To go through all the possibilities with Develop's right hand pane would take a while, so I'll wait for some feedback before I jump into that. Instead I'll jump forward to...

So now you've done all your edits and want to actually do something with your photos. I really have no clue what the Slideshow, Print or Web tabs are for, I think they do stupid fangled things that are a bit useless if you know what you're doing; that or maybe I actually don't know what I'm doing. Anyway. I ignore those tabs. I just select any/all photos I've modified and want to do something with, from the little "slideshow" navigation bar at the bottom of the Develop window, right click one, and hit Export. This gives you plenty of size/encoding options, and... you're done.
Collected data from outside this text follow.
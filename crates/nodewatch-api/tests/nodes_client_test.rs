#![allow(clippy::unwrap_used)]
// Integration tests for `NodesClient` using wiremock.

use serde_json::json;
use url::Url;
use wiremock::matchers::{header, method, path, query_param};
use wiremock::{Mock, MockServer, ResponseTemplate};

use nodewatch_api::{Error, NodesClient, NodesQuery, TransportConfig};

// ── Helpers ─────────────────────────────────────────────────────────

async fn setup() -> (MockServer, NodesClient) {
    let server = MockServer::start().await;
    let base_url = Url::parse(&server.uri()).unwrap();
    let client = NodesClient::new(base_url, &TransportConfig::default()).unwrap();
    (server, client)
}

fn nodes_body() -> serde_json::Value {
    json!({
        "nodes": [
            {
                "pubkey": "Hx3kQ",
                "address": "1.1.1.1:9001",
                "status": "online",
                "last_seen": 100,
                "storage_capacity": 2048
            },
            {
                "pubkey": "Hx3kQ",
                "address": "2.2.2.2:9001",
                "status": "offline",
                "last_seen": "2024-06-15T10:30:00Z"
            }
        ],
        "pagination": { "total_items": 2, "total_pages": 1, "page": 1, "limit": 50 }
    })
}

// ── Node listing ────────────────────────────────────────────────────

#[tokio::test]
async fn test_list_nodes_sends_query_params() {
    let (server, client) = setup().await;

    Mock::given(method("GET"))
        .and(path("/api/nodes"))
        .and(query_param("page", "3"))
        .and(query_param("limit", "25"))
        .and(query_param("status", "online"))
        .and(query_param("sort", "uptime"))
        .and(query_param("order", "desc"))
        .and(query_param("include_offline", "false"))
        .and(header("content-type", "application/json"))
        .respond_with(ResponseTemplate::new(200).set_body_json(nodes_body()))
        .expect(1)
        .mount(&server)
        .await;

    let query = NodesQuery {
        page: Some(3),
        limit: Some(25),
        status: Some("online".into()),
        sort: Some("uptime".into()),
        order: Some("desc".into()),
        include_offline: Some(false),
    };
    let resp = client.list_nodes(&query).await.unwrap();

    assert_eq!(resp.nodes.len(), 2);
    assert_eq!(resp.nodes[0].pubkey, "Hx3kQ");
    assert_eq!(resp.nodes[1].address.as_deref(), Some("2.2.2.2:9001"));
    assert_eq!(resp.pagination.total_items, 2);
    assert_eq!(resp.pagination.limit, 50);
}

#[tokio::test]
async fn test_list_nodes_without_params_has_no_query_string() {
    let (server, client) = setup().await;

    Mock::given(method("GET"))
        .and(path("/api/nodes"))
        .respond_with(ResponseTemplate::new(200).set_body_json(nodes_body()))
        .mount(&server)
        .await;

    client.list_nodes(&NodesQuery::default()).await.unwrap();

    let requests = server.received_requests().await.unwrap();
    assert_eq!(requests.len(), 1);
    assert_eq!(requests[0].url.query(), None);
}

#[tokio::test]
async fn test_list_nodes_server_error() {
    let (server, client) = setup().await;

    Mock::given(method("GET"))
        .and(path("/api/nodes"))
        .respond_with(ResponseTemplate::new(502).set_body_string("bad gateway"))
        .mount(&server)
        .await;

    let err = client.list_nodes(&NodesQuery::default()).await.unwrap_err();

    assert!(
        matches!(err, Error::Http { status: 502, .. }),
        "expected Http error, got: {err:?}"
    );
    assert_eq!(err.to_string(), "HTTP 502: Bad Gateway");
    assert_eq!(err.endpoint(), Some("/api/nodes"));
}

#[tokio::test]
async fn test_list_nodes_malformed_payload() {
    let (server, client) = setup().await;

    Mock::given(method("GET"))
        .and(path("/api/nodes"))
        .respond_with(ResponseTemplate::new(200).set_body_json(json!({ "items": [] })))
        .mount(&server)
        .await;

    let err = client.list_nodes(&NodesQuery::default()).await.unwrap_err();

    match err {
        Error::Deserialization { message, body } => {
            assert!(message.contains("nodes"), "message: {message}");
            assert_eq!(body, r#"{"items":[]}"#);
        }
        other => panic!("expected Deserialization error, got: {other:?}"),
    }
}

#[tokio::test]
async fn test_unreachable_backend_is_transport_error() {
    // Port 9 (discard) is never served by wiremock.
    let client = NodesClient::new(
        Url::parse("http://127.0.0.1:9").unwrap(),
        &TransportConfig::default(),
    )
    .unwrap();

    let err = client.list_nodes(&NodesQuery::default()).await.unwrap_err();

    assert!(
        matches!(err, Error::Transport { .. }),
        "expected Transport error, got: {err:?}"
    );
    assert!(err.to_string().starts_with("Failed to fetch /api/nodes"));
}

// ── Single node ─────────────────────────────────────────────────────

#[tokio::test]
async fn test_get_node_encodes_pubkey() {
    let (server, client) = setup().await;

    Mock::given(method("GET"))
        .and(path("/api/nodes/abc%2Fdef"))
        .respond_with(ResponseTemplate::new(200).set_body_json(json!({
            "pubkey": "abc/def",
            "status": "active"
        })))
        .mount(&server)
        .await;

    let node = client.get_node("abc/def").await.unwrap();
    assert_eq!(node.pubkey, "abc/def");
    assert_eq!(node.status, "active");
}

#[tokio::test]
async fn test_get_node_not_found() {
    let (server, client) = setup().await;

    Mock::given(method("GET"))
        .and(path("/api/nodes/missing"))
        .respond_with(ResponseTemplate::new(404))
        .mount(&server)
        .await;

    let err = client.get_node("missing").await.unwrap_err();
    assert!(err.is_not_found(), "expected 404, got: {err:?}");
}

// ── Backend endpoints ───────────────────────────────────────────────

#[tokio::test]
async fn test_health_and_status() {
    let (server, client) = setup().await;

    Mock::given(method("GET"))
        .and(path("/health"))
        .respond_with(ResponseTemplate::new(200).set_body_json(json!({ "status": "ok" })))
        .expect(1)
        .mount(&server)
        .await;

    Mock::given(method("GET"))
        .and(path("/api/status"))
        .respond_with(ResponseTemplate::new(200).set_body_json(json!({
            "status": "running",
            "version": "1.4.0",
            "uptime": 3600.5
        })))
        .mount(&server)
        .await;

    assert_eq!(client.health().await.unwrap().status, "ok");

    let status = client.backend_status().await.unwrap();
    assert_eq!(status.version.as_deref(), Some("1.4.0"));
    assert_eq!(status.uptime, Some(3600.5));
}

#[tokio::test]
async fn test_health_is_not_under_api_prefix() {
    let server = MockServer::start().await;
    let base_url = Url::parse(&format!("{}/backend/", server.uri())).unwrap();
    let client = NodesClient::new(base_url, &TransportConfig::default()).unwrap();

    Mock::given(method("GET"))
        .and(path("/backend/health"))
        .respond_with(ResponseTemplate::new(200).set_body_json(json!({ "status": "ok" })))
        .expect(1)
        .mount(&server)
        .await;

    assert_eq!(client.health().await.unwrap().status, "ok");
}

#[tokio::test]
async fn test_network_stats() {
    let (server, client) = setup().await;

    Mock::given(method("GET"))
        .and(path("/api/stats"))
        .respond_with(ResponseTemplate::new(200).set_body_json(json!({
            "network_health": 97.2,
            "total_nodes": 120,
            "online_nodes": 110,
            "total_storage_bytes": 5.0e12,
            "used_storage_bytes": 1.25e12,
            "total_pods": 64,
            "last_updated": 1_700_000_000_000_i64,
            "total_public_nodes": 90
        })))
        .expect(1)
        .mount(&server)
        .await;

    let stats = client.network_stats().await.unwrap();
    assert_eq!(stats.total_nodes, 120);
    assert_eq!(stats.online_nodes, 110);
    assert!((stats.network_health - 97.2).abs() < f64::EPSILON);
    assert_eq!(stats.total_pods, Some(64));
    assert_eq!(stats.last_updated, Some(json!(1_700_000_000_000_i64)));
    assert_eq!(stats.extra.get("total_public_nodes"), Some(&json!(90)));
}

#[tokio::test]
async fn test_network_stats_rejects_malformed_body() {
    let (server, client) = setup().await;

    Mock::given(method("GET"))
        .and(path("/api/stats"))
        .respond_with(ResponseTemplate::new(200).set_body_json(json!({ "total_nodes": 3 })))
        .mount(&server)
        .await;

    let err = client.network_stats().await.unwrap_err();
    assert!(matches!(err, Error::Deserialization { .. }), "got {err:?}");
}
You'll then have some nice JPGs to upload here, or do whatever with.

Did this help?
May 2nd, 2011
@eyebrows deserves an oscar dude....or near equivalent award for written advice. Have 700 internet points.
May 2nd, 2011
@eyebrows Shit the bed. Ainchoo the helpful one this evening? Hows about you just write the manual and have done with it? Can I give you the prize for most epic essay of lightroom-related nerdery I have seen so far? Man.

"Did this help?" If not then I will eat a penguin.
May 2nd, 2011
I have the original version at home and love it. I have Lightroom 3 at work and find it a little more difficult just to import the pictures.
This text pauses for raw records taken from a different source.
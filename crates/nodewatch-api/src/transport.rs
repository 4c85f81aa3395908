// Shared transport configuration for building reqwest::Client instances.
//
// Timeout, TLS leniency, and default headers live here so the client
// module stays focused on URL construction and response handling.

use std::time::Duration;

use reqwest::header::{CONTENT_TYPE, HeaderMap, HeaderValue};

use crate::error::Error;

const USER_AGENT: &str = concat!("nodewatch/", env!("CARGO_PKG_VERSION"));

/// TLS verification mode.
#[derive(Debug, Clone, Copy, Default, PartialEq, Eq)]
pub enum TlsMode {
    /// Use the system certificate store.
    #[default]
    System,
    /// Accept any certificate (self-hosted backends with self-signed certs).
    DangerAcceptInvalid,
}

/// Transport configuration for building the HTTP client.
#[derive(Debug, Clone)]
pub struct TransportConfig {
    pub tls: TlsMode,
    pub timeout: Duration,
}

impl Default for TransportConfig {
    fn default() -> Self {
        Self {
            tls: TlsMode::System,
            timeout: Duration::from_secs(30),
        }
    }
}

impl TransportConfig {
    /// Build a `reqwest::Client` from this config.
    ///
    /// Every request carries `Content-Type: application/json` and a
    /// `nodewatch/<version>` user agent.
    pub fn build_client(&self) -> Result<reqwest::Client, Error> {
        let mut headers = HeaderMap::new();
        headers.insert(CONTENT_TYPE, HeaderValue::from_static("application/json"));

        let mut builder = reqwest::Client::builder()
            .timeout(self.timeout)
            .user_agent(USER_AGENT)
            .default_headers(headers);

        if self.tls == TlsMode::DangerAcceptInvalid {
            builder = builder.danger_accept_invalid_certs(true);
        }

        builder
            .build()
            .map_err(|e| Error::ClientBuild(e.to_string()))
    }
}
On a side note, did any of you see that there is a plug-in coming out that will let you layer and mask in Lightroom? How awesome will that be?! It is a Scott Kelby product called "Perfect Layers" I believe.
May 3rd, 2011
Wow..maybe I'm in over my head with this...maybe we should just close this thread and I should forget about lightroom.....
@eyebrows Thank you for taking the time to respond so thoroughly. When I have some time I'll see if I can wrap my brain around it.
@katiegc24 ... lol...
@vikdaddy Thank you
@dejongdd I'm just trying to do basic things like highlight, shadow, etc...I have kind of figured those out. I have been using picnik and although I tend not to edit too much but I have had some fun playing around with some of the effects picnik has. I thought lightroom 3 would have those effects too based on some pics posted on 365. Also, would like to try merging photos like I have seen others do here. I just wanted to play around with it to see what I could do.
May 3rd, 2011
@eyebrows and I don't shoot in RAW, but that is another reason why I'd like to try lightroom to see if I might want to shoot in RAW sometimes to see the difference of JPG vs RAW.
I'm really just wanted to explore it (lightroom and maybe RAW) and see what it's all about.
May 3rd, 2011
@eyebrows Can I have that in machine code man? ;0)
May 3rd, 2011
Wow! Great advice here. I just wanted to add that I believe the trial version is exactly the same as the final product. At least that is what I found after trying it for a month and then buying it.
May 3rd, 2011
No worries. If you need specific advice on achieving specific effects, post them up, and I'll explain how to.
June 15th, 2011
@cohare @eyebrows i'm looking into getting lightroom (hence searching for through the threads) but will obviously want to try the trial first. after you've done the trial and if you decide you want to buy the full product, will all the photos you've worked on/stored still all be there without needing to be re-organised? thanks for any help you can give me!
June 15th, 2011
@grimbo I'm using what you might call a "special extended trial" version so I can't actually tell you for definite, *but*, I can't imagine it wouldn't. Registering would just unlock it and all your data should still be there perfectly accessible just as you left it.
June 15th, 2011
@eyebrows awesome, thank you!
June 16th, 2011
@grimbo Once your trial runs out (or before) all you have to do is enter your serial number you get once you buy the product. I bought mine through the mail and just entered the code. All of my pictures remained. In fact, everything was exactly the same as when I was using the trial.
June 16th, 2011
@cohare that's great, thanks a lot for your help!